The Model Alliance is now collaborating with the Freelancers Union to pass the proposed Freelancer Payment Protection Act, which would protect independent contractors in New York from losing out on wages from clients and agencies. The organization is also in talks with Career Transitions for Dancers, a nonprofit that helps dancers plan for the end of their performance careers with counseling, scholarships, and placement. Ziff hopes that they can create a similar program for models.
"It's wonderful that modeling was part of her life and she's not forgetting about this business," says Chris Gay, the president of the Marilyn agency in New York, which has represented Ziff since 2009. He is also on the Model Alliance's advisory board. "She's actually putting her education to use in our world. It's wonderful to see someone doing that, helping out a bunch of girls she'll probably never know. Sara has worked with our agency as a mentor to a lot of the girls that are just starting out in this business, so we're very thankful for that."
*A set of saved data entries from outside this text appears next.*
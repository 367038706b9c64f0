/// Integration tests for updating an existing video
mod utils;

use catalog_admin_lib::modules::video::application::GetVideoQuery;
use catalog_admin_lib::modules::video::domain::{MediaStatus, Resource};
use catalog_admin_lib::shared::application::{Query, UseCase};
use tokio_test::{assert_err, assert_ok};
use utils::{
    factories::{ResourceFactory, VideoFactory},
    helpers,
};

#[tokio::test]
async fn update_replaces_metadata_and_clears_slots_without_resource() {
    let mut test = helpers::build_test_services();
    test.register_cast_members(&["cm-1"]);

    let command = VideoFactory::new()
        .with_video(ResourceFactory::video())
        .create_command();
    let created = assert_ok!(test.services.create_video.execute(command).await);
    let before = assert_ok!(
        test.services
            .get_video
            .execute(GetVideoQuery::new(created.id.clone()))
            .await
    );
    assert!(before.video.is_some());
    test.drain_events();

    let update = VideoFactory::new()
        .with_title("Renamed")
        .with_rating(Some("18"))
        .with_cast_members(&["cm-1"])
        .with_banner(ResourceFactory::image("banner.png"))
        .update_command(&created.id);
    let updated = assert_ok!(test.services.update_video.execute(update).await);
    assert_eq!(updated.id, created.id);

    let after = assert_ok!(
        test.services
            .get_video
            .execute(GetVideoQuery::new(created.id.clone()))
            .await
    );
    assert_eq!(after.title, "Renamed");
    assert_eq!(after.rating.as_deref(), Some("18"));
    assert_eq!(after.cast_members, vec!["cm-1".to_string()]);
    assert_eq!(after.created_at, before.created_at);
    assert!(after.updated_at >= before.updated_at);

    // Only the supplied banner is kept; the raw video was not resent
    assert!(after.video.is_none());
    assert!(after.banner.is_some());
    assert!(test.drain_events().is_empty());
}

#[tokio::test]
async fn update_with_title_only_empties_every_slot() {
    let test = helpers::build_test_services();

    let command = VideoFactory::new()
        .with_resources(ResourceFactory::all())
        .create_command();
    let created = assert_ok!(test.services.create_video.execute(command).await);

    let update = VideoFactory::new()
        .with_title("Title only")
        .update_command(&created.id);
    assert_ok!(test.services.update_video.execute(update).await);

    let after = assert_ok!(
        test.services
            .get_video
            .execute(GetVideoQuery::new(created.id))
            .await
    );
    assert_eq!(after.title, "Title only");
    assert!(after.video.is_none());
    assert!(after.trailer.is_none());
    assert!(after.banner.is_none());
    assert!(after.thumbnail.is_none());
    assert!(after.thumbnail_half.is_none());
}

#[tokio::test]
async fn update_with_new_raw_video_restarts_encoding() {
    let mut test = helpers::build_test_services();

    let created = assert_ok!(
        test.services
            .create_video
            .execute(
                VideoFactory::new()
                    .with_video(ResourceFactory::video())
                    .create_command()
            )
            .await
    );
    test.drain_events();

    let replacement = Resource::of(b"second cut".to_vec(), "video/mp4", "second.mp4");
    let update = VideoFactory::new()
        .with_video(replacement.clone())
        .update_command(&created.id);
    assert_ok!(test.services.update_video.execute(update).await);

    let video = assert_ok!(
        test.services
            .get_video
            .execute(GetVideoQuery::new(created.id.clone()))
            .await
    );
    let media = video.video.unwrap();
    assert_eq!(media.checksum, replacement.checksum());
    assert_eq!(media.status, MediaStatus::Pending);

    let events = test.drain_events();
    assert_eq!(events.len(), 1);
    assert_eq!(events[0]["resourceId"], media.id);
    assert_eq!(events[0]["filePath"], media.raw_location);
}

#[tokio::test]
async fn update_unknown_video_is_not_found() {
    let test = helpers::build_test_services();

    let err = assert_err!(
        test.services
            .update_video
            .execute(VideoFactory::new().update_command("missing"))
            .await
    );

    assert!(err.is_not_found());
}

#[tokio::test]
async fn update_with_invalid_fields_leaves_video_unchanged() {
    let test = helpers::build_test_services();

    let created = assert_ok!(
        test.services
            .create_video
            .execute(VideoFactory::new().with_title("Original").create_command())
            .await
    );

    let update = VideoFactory::new()
        .with_title("   ")
        .with_genres(&["g-unknown"])
        .update_command(&created.id);
    let err = assert_err!(test.services.update_video.execute(update).await);

    assert_eq!(err.to_string(), "Could not update Aggregate Video");
    assert_eq!(err.errors().len(), 2);
    assert_eq!(
        err.errors()[0].message,
        "Some genres could not be found: g-unknown"
    );
    assert_eq!(err.errors()[1].message, "'title' should not be empty");

    let stored = assert_ok!(
        test.services
            .get_video
            .execute(GetVideoQuery::new(created.id))
            .await
    );
    assert_eq!(stored.title, "Original");
    assert!(stored.genres.is_empty());
}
"When I think back to my 14-year-old self, although I fell into working as a model, I did feel that it gave me a sense of empowerment to be able to have some control over my image," Ziff says. "Fashion is a language. When you're coming of age, the idea of being able to communicate your sense of self by changing your appearance can be very empowering."
Ziff believes that by sharing her awareness and activism with more young women, she can use concrete objectives concerning health and labor to transform the subjective standards of the fashion industry from within.